You should not turn of your box when you run a 'bare' reboot.
A few possibilities to turn off your box:
- init 0
- halt
- shutdown -h now
There are more, but these will do.
Please check the manpage (man reboot and/or man shutdown and/or man init).
You should never ever turn of your box when it is running! Only when linux tells you it is safe to turn-off your box you can do so. Ok, that's a bit strong, but you can damage your partitions if you do so.
i know that. i've been running init 0 or telinit 0 to shut it down, but linux never tells me its ok to shut my machine down. i just shut it down after it seems like the system isnt doing anything.
i would say for percautionary reasons, probably before you make a selection at your grub or lilo boot selection ... so basically that is saying when your computer is still in its POST, that that would be the only real safe time when you could hit the power button... after the selection at your grub/lilo menu you have started the initialization, and i would have to say cuttin power within that, would be the same as cuttin power when its complete, if not more harmful....

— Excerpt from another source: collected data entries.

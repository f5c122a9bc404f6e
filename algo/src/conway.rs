use log::{debug, trace};
use crate::error::{Error, Result};
use crate::row::Row;
use crate::rule::next_cell_state;
use crate::topology::Topology;

/// Number of slots after the live rows that `advance` uses as working memory.
pub const SCRATCH_ROWS: usize = 3;

/// Game of Life over a caller-owned buffer of packed rows.
///
/// The buffer holds `rows` live rows followed by [`SCRATCH_ROWS`] scratch
/// slots. Only the live rows are meaningful between calls; the scratch slots
/// hold whatever the last `advance` left in them.
pub struct Conway<'a, T: Row> {
  state: &'a mut [T],
  rows: usize,
  topology: Topology,
  generation: u32,
  population: u32,
  staleness: u32,
  last_population: u32,
}

impl<'a, T: Row> Conway<'a, T> {
  /// Uses the first `length` slots of `buffer`, i.e. `length - 3` live rows.
  pub fn new(buffer: &'a mut [T], length: usize) -> Result<Self> {
    if length < SCRATCH_ROWS + 1 {
      return Err(Error::BufferTooSmall { length });
    }
    if length > buffer.len() {
      return Err(Error::LengthOutOfBounds { length, capacity: buffer.len() });
    }

    let rows = length - SCRATCH_ROWS;
    debug!("new board: {} rows x {} columns", rows, T::BITS);
    Ok(Self {
      state: &mut buffer[..length],
      rows,
      topology: Topology::default(),
      generation: 0,
      population: 0,
      staleness: 0,
      last_population: 0,
    })
  }

  pub fn from_slice(buffer: &'a mut [T]) -> Result<Self> {
    let length = buffer.len();
    Self::new(buffer, length)
  }

  pub fn rows(&self) -> usize {
    self.rows
  }

  pub fn cols(&self) -> usize {
    T::BITS as usize
  }

  pub fn generation(&self) -> u32 {
    self.generation
  }

  /// Live cells counted while reading the previous generation, see
  /// [`Conway::advance`].
  pub fn population(&self) -> u32 {
    self.population
  }

  /// Consecutive generations whose population equalled the one before.
  pub fn staleness(&self) -> u32 {
    self.staleness
  }

  pub fn topology(&self) -> Topology {
    self.topology
  }

  pub fn set_topology(&mut self, topology: Topology) {
    if topology != self.topology {
      debug!("topology {:?} -> {:?}", self.topology, topology);
      self.topology = topology;
    }
  }

  pub fn live_rows(&self) -> &[T] {
    &self.state[..self.rows]
  }

  pub fn live_rows_mut(&mut self) -> &mut [T] {
    &mut self.state[..self.rows]
  }

  /// # Panics
  ///
  /// If `row` or `col` is off the board.
  pub fn cell(&self, row: usize, col: usize) -> bool {
    assert!(col < self.cols(), "column {} out of range", col);
    self.live_rows()[row].bit(col as u32)
  }

  /// # Panics
  ///
  /// If `row` or `col` is off the board.
  pub fn set_cell(&mut self, row: usize, col: usize, alive: bool) {
    assert!(col < self.cols(), "column {} out of range", col);
    let word = &mut self.live_rows_mut()[row];
    *word = word.with_bit(col as u32, alive);
  }

  /// Zeroes the live rows and the scratch slots. Counters are kept.
  pub fn clear(&mut self) {
    for word in self.state.iter_mut() {
      *word = T::ZERO;
    }
  }

  /// Zeroes the board and all counters.
  pub fn reset(&mut self) {
    self.clear();
    self.generation = 0;
    self.population = 0;
    self.staleness = 0;
    self.last_population = 0;
  }

  /// State of the cell at `(i, j)`; indices off the board follow the topology.
  pub fn cell_state(&self, i: isize, j: isize) -> bool {
    let row = self.topology.resolve(i, self.rows);
    let col = self.topology.resolve(j, self.cols());
    match (row, col) {
      (Some(row), Some(col)) => self.state[row].bit(col as u32),
      _ => false,
    }
  }

  fn row_word(&self, i: isize) -> T {
    match self.topology.resolve(i, self.rows) {
      Some(row) => self.state[row],
      None => T::ZERO,
    }
  }

  fn column_sum(&self, i: isize, j: isize) -> u8 {
    self.cell_state(i - 1, j) as u8 +
      self.cell_state(i, j) as u8 +
      self.cell_state(i + 1, j) as u8
  }

  /// Computes the next generation in place and returns the population.
  ///
  /// The population is the number of live cells of the generation that was
  /// *read*, not of the one just written: after the first call it lags the
  /// board by one generation. Staleness is tracked on the same figure.
  ///
  /// A closed board is closed on all four edges: the first and last rows see
  /// dead rows beyond them, never the opposite edge.
  pub fn advance(&mut self) -> u32 {
    let mut population = 0;

    for i in 0..self.rows {
      let (next, alive) = self.compute_row(i);
      population += alive;
      let slot = self.scratch_slot(i);
      self.state[slot] = next;

      // Row `i - 1` was last read by row `i`. Row 0 stays in scratch because
      // the last row still reads its old value.
      if i >= 2 {
        self.commit(i - 1);
      }
    }

    self.commit(0);
    if self.rows > 1 {
      self.commit(self.rows - 1);
    }

    self.generation = self.generation.wrapping_add(1);
    self.population = population;
    if population == self.last_population {
      self.staleness = self.staleness.saturating_add(1);
    } else {
      self.last_population = population;
      self.staleness = 0;
    }
    trace!("generation {}: population {}, staleness {}",
      self.generation, population, self.staleness);

    population
  }

  /// Scratch slot holding the new value of row `i` until it is committed.
  ///
  /// Row 0 gets its own slot. The other rows alternate between two slots:
  /// row `i + 2` reuses the slot of row `i`, which has been committed by then.
  fn scratch_slot(&self, i: usize) -> usize {
    if i == 0 {
      self.rows + 2
    } else {
      self.rows + ((i - 1) & 1)
    }
  }

  fn commit(&mut self, i: usize) {
    self.state[i] = self.state[self.scratch_slot(i)];
  }

  /// New value of row `i` and the number of live cells in its old value.
  ///
  /// Keeps the three column sums of a sliding 3x3 window. Only the columns
  /// off the left and right edges go through the topology cell lookup.
  fn compute_row(&self, i: usize) -> (T, u32) {
    let cols = self.cols() as isize;
    let i = i as isize;
    let mut up = self.row_word(i - 1);
    let mut mid = self.row_word(i);
    let mut down = self.row_word(i + 1);

    let mut old = mid.low_bit();
    let mut sum_l = self.column_sum(i, -1);
    let mut sum_m = up.low_bit() as u8 + old as u8 + down.low_bit() as u8;
    let mut next = T::ZERO;
    let mut population = 0;

    for j in 0..cols {
      let (sum_r, old_r) = if j + 1 < cols {
        up = up.shr1();
        mid = mid.shr1();
        down = down.shr1();
        let old_r = mid.low_bit();
        (up.low_bit() as u8 + old_r as u8 + down.low_bit() as u8, old_r)
      } else {
        (self.column_sum(i, cols), false)
      };

      next = next.push_msb(next_cell_state(old, sum_l + sum_m + sum_r));
      population += old as u32;

      old = old_r;
      sum_l = sum_m;
      sum_m = sum_r;
    }

    (next, population)
  }
}

#[cfg(test)]
mod tests {
  use super::*;
  use pretty_assertions::assert_eq;

  /// `#` is alive, anything else is dead. The first character is column 0.
  fn parse(lines: &[&str]) -> Vec<u8> {
    lines.iter()
      .map(|line| {
        line.bytes()
          .enumerate()
          .fold(0u8, |row, (col, c)| row.with_bit(col as u32, c == b'#'))
      })
      .collect()
  }

  fn board(lines: &[&str]) -> Vec<u8> {
    let mut buffer = parse(lines);
    buffer.extend_from_slice(&[0; SCRATCH_ROWS]);
    buffer
  }

  #[test]
  fn test_new_rejects_short_buffer() {
    let mut buffer = [0u16; 3];
    assert_eq!(Conway::from_slice(&mut buffer).err(),
      Some(Error::BufferTooSmall { length: 3 }));

    let mut buffer = [0u16; 5];
    assert_eq!(Conway::new(&mut buffer, 6).err(),
      Some(Error::LengthOutOfBounds { length: 6, capacity: 5 }));
  }

  #[test]
  fn test_new() {
    let mut buffer = [0u32; 11];
    let conway = Conway::new(&mut buffer, 10).unwrap();
    assert_eq!(conway.rows(), 7);
    assert_eq!(conway.cols(), 32);
    assert_eq!(conway.topology(), Topology::Wrapped);
    assert_eq!((conway.generation(), conway.population(), conway.staleness()), (0, 0, 0));
  }

  #[test]
  fn test_cell_state_wrapped() {
    let mut buffer = board(&[
      "#......#",
      "........",
      "........",
      ".#.....#",
    ]);
    let conway = Conway::from_slice(&mut buffer).unwrap();
    assert_eq!(conway.cell_state(-1, 0), conway.cell_state(3, 0));
    assert_eq!(conway.cell_state(-1, 1), conway.cell_state(3, 1));
    assert_eq!(conway.cell_state(4, 0), conway.cell_state(0, 0));
    assert!(conway.cell_state(-1, -1));
    assert!(conway.cell_state(4, 8));
    assert!(conway.cell_state(0, -1));
    assert!(!conway.cell_state(1, 8));
  }

  #[test]
  fn test_cell_state_closed() {
    let mut buffer = board(&[
      "########",
      "########",
    ]);
    let mut conway = Conway::from_slice(&mut buffer).unwrap();
    conway.set_topology(Topology::Closed);
    assert!(conway.cell_state(0, 0));
    assert!(conway.cell_state(1, 7));
    assert!(!conway.cell_state(-1, 0));
    assert!(!conway.cell_state(2, 0));
    assert!(!conway.cell_state(0, -1));
    assert!(!conway.cell_state(0, 8));
    assert!(!conway.cell_state(-1, -1));
  }

  #[test]
  fn test_clear_keeps_counters() {
    let mut buffer = board(&[
      "........",
      ".##.....",
      ".##.....",
      "........",
    ]);
    let mut conway = Conway::from_slice(&mut buffer).unwrap();
    conway.advance();
    conway.advance();
    conway.clear();
    conway.clear();
    assert_eq!(conway.live_rows(), &[0; 4]);
    assert_eq!(conway.generation(), 2);
    assert_eq!(conway.population(), 4);
    assert_eq!(conway.staleness(), 1);
    drop(conway);
    assert_eq!(buffer, vec![0; 7]);
  }

  #[test]
  fn test_reset() {
    let mut buffer = board(&[
      "........",
      ".###....",
      "........",
      "........",
    ]);
    let mut conway = Conway::from_slice(&mut buffer).unwrap();
    conway.advance();
    conway.reset();
    assert_eq!(conway.live_rows(), &[0; 4]);
    assert_eq!((conway.generation(), conway.population(), conway.staleness()), (0, 0, 0));
  }

  #[test]
  fn test_empty_fixed_point() {
    let mut buffer = [0u64; 8];
    let mut conway = Conway::from_slice(&mut buffer).unwrap();
    for _ in 0..3 {
      assert_eq!(conway.advance(), 0);
      assert_eq!(conway.live_rows(), &[0; 5]);
    }
  }

  #[test]
  fn test_block_is_stable() {
    let lines = [
      "........",
      "........",
      "........",
      "...##...",
      "...##...",
      "........",
      "........",
      "........",
    ];
    let mut buffer = board(&lines);
    let mut conway = Conway::from_slice(&mut buffer).unwrap();

    assert_eq!(conway.advance(), 4);
    assert_eq!(conway.staleness(), 0);
    for staleness in 1..=5 {
      assert_eq!(conway.advance(), 4);
      assert_eq!(conway.staleness(), staleness);
      assert_eq!(conway.live_rows(), &parse(&lines)[..]);
    }
    assert_eq!(conway.generation(), 6);
  }

  #[test]
  fn test_blinker() {
    let horizontal = [
      "........",
      "........",
      "..###...",
      "........",
      "........",
    ];
    let vertical = [
      "........",
      "...#....",
      "...#....",
      "...#....",
      "........",
    ];
    let mut buffer = board(&horizontal);
    let mut conway = Conway::from_slice(&mut buffer).unwrap();
    conway.advance();
    assert_eq!(conway.live_rows(), &parse(&vertical)[..]);
    conway.advance();
    assert_eq!(conway.live_rows(), &parse(&horizontal)[..]);
  }

  #[test]
  fn test_blinker_across_corner_wrapped() {
    let mut buffer = board(&[
      "#.......",
      "........",
      "........",
      "........",
      "#.......",
      "#.......",
    ]);
    let mut conway = Conway::from_slice(&mut buffer).unwrap();
    conway.advance();
    assert_eq!(conway.live_rows(), &parse(&[
      "........",
      "........",
      "........",
      "........",
      "........",
      "##.....#",
    ])[..]);
  }

  #[test]
  fn test_blinker_at_edge_closed() {
    let mut buffer = board(&[
      "..###...",
      "........",
      "........",
      "........",
      "#.......",
      "#.......",
      "#.......",
    ]);
    let mut conway = Conway::from_slice(&mut buffer).unwrap();
    conway.set_topology(Topology::Closed);
    assert_eq!(conway.advance(), 6);
    assert_eq!(conway.live_rows(), &parse(&[
      "...#....",
      "...#....",
      "........",
      "........",
      "........",
      "##......",
      "........",
    ])[..]);
    assert_eq!(conway.advance(), 4);
    assert_eq!(conway.advance(), 0);
    assert_eq!(conway.live_rows(), &[0; 7]);
  }

  #[test]
  fn test_closed_first_row_ignores_last_row() {
    let lines = [
      "........",
      "........",
      "........",
      "..###...",
    ];
    let mut buffer = board(&lines);
    let mut conway = Conway::from_slice(&mut buffer).unwrap();
    conway.set_topology(Topology::Closed);
    assert_eq!(conway.advance(), 3);
    assert_eq!(conway.live_rows(), &parse(&[
      "........",
      "........",
      "...#....",
      "...#....",
    ])[..]);

    let mut buffer = board(&lines);
    let mut conway = Conway::from_slice(&mut buffer).unwrap();
    assert_eq!(conway.advance(), 3);
    assert_eq!(conway.live_rows(), &parse(&[
      "...#....",
      "........",
      "...#....",
      "...#....",
    ])[..]);
  }

  #[test]
  fn test_single_row() {
    let mut buffer = board(&["###....."]);
    let mut conway = Conway::from_slice(&mut buffer).unwrap();
    assert_eq!(conway.advance(), 3);
    assert_eq!(conway.live_rows(), &parse(&["...#...#"])[..]);

    let mut buffer = board(&["###....."]);
    let mut conway = Conway::from_slice(&mut buffer).unwrap();
    conway.set_topology(Topology::Closed);
    conway.advance();
    assert_eq!(conway.live_rows(), &parse(&[".#......"])[..]);
  }

  #[test]
  fn test_two_rows() {
    let mut buffer = board(&[
      ".##.....",
      ".##.....",
    ]);
    let mut conway = Conway::from_slice(&mut buffer).unwrap();
    conway.set_topology(Topology::Closed);
    conway.advance();
    assert_eq!(conway.live_rows(), &parse(&[
      ".##.....",
      ".##.....",
    ])[..]);
  }

  #[test]
  fn test_glider() {
    let mut buffer = [0u16; 19];
    let mut conway = Conway::from_slice(&mut buffer).unwrap();
    let glider = [(0, 1), (1, 2), (2, 0), (2, 1), (2, 2)];
    for &(row, col) in &glider {
      conway.set_cell(row + 5, col + 5, true);
    }

    for _ in 0..4 {
      assert_eq!(conway.advance(), 5);
    }

    let mut expected = [0u16; 16];
    for &(row, col) in &glider {
      expected[row + 6] |= 1 << col + 6;
    }
    assert_eq!(conway.live_rows(), &expected[..]);
  }

  #[test]
  fn test_glider_wraps_around_torus() {
    let mut buffer = [0u8; 11];
    let mut conway = Conway::from_slice(&mut buffer).unwrap();
    let glider = [(0, 1), (1, 2), (2, 0), (2, 1), (2, 2)];
    for &(row, col) in &glider {
      conway.set_cell(row, col, true);
    }
    let start = conway.live_rows().to_vec();

    // one full lap of an 8x8 torus
    for _ in 0..32 {
      assert_eq!(conway.advance(), 5);
    }
    assert_eq!(conway.live_rows(), &start[..]);
  }

  #[test]
  fn test_population_lags_one_generation() {
    let mut buffer = board(&[
      "........",
      "...#....",
      "........",
      "........",
    ]);
    let mut conway = Conway::from_slice(&mut buffer).unwrap();
    assert_eq!(conway.advance(), 1);
    assert_eq!(conway.live_rows(), &[0; 4]);
    assert_eq!(conway.advance(), 0);
  }

  #[test]
  #[should_panic]
  fn test_set_cell_out_of_range() {
    let mut buffer = [0u8; 5];
    let mut conway = Conway::from_slice(&mut buffer).unwrap();
    conway.set_cell(0, 8, true);
  }
}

so the long and short of all this is, i would say there is no safe time, if you already started the boot process ... wait until the boot process is complete and then issue shutdown -h now ... never cut power during boot..
How old is the machine, does it support APM?
If so, all you probably need to do is to recompile
your kernel with built-in APM support, then a
halt or init 0 will actually switch the bugger off,
too ;)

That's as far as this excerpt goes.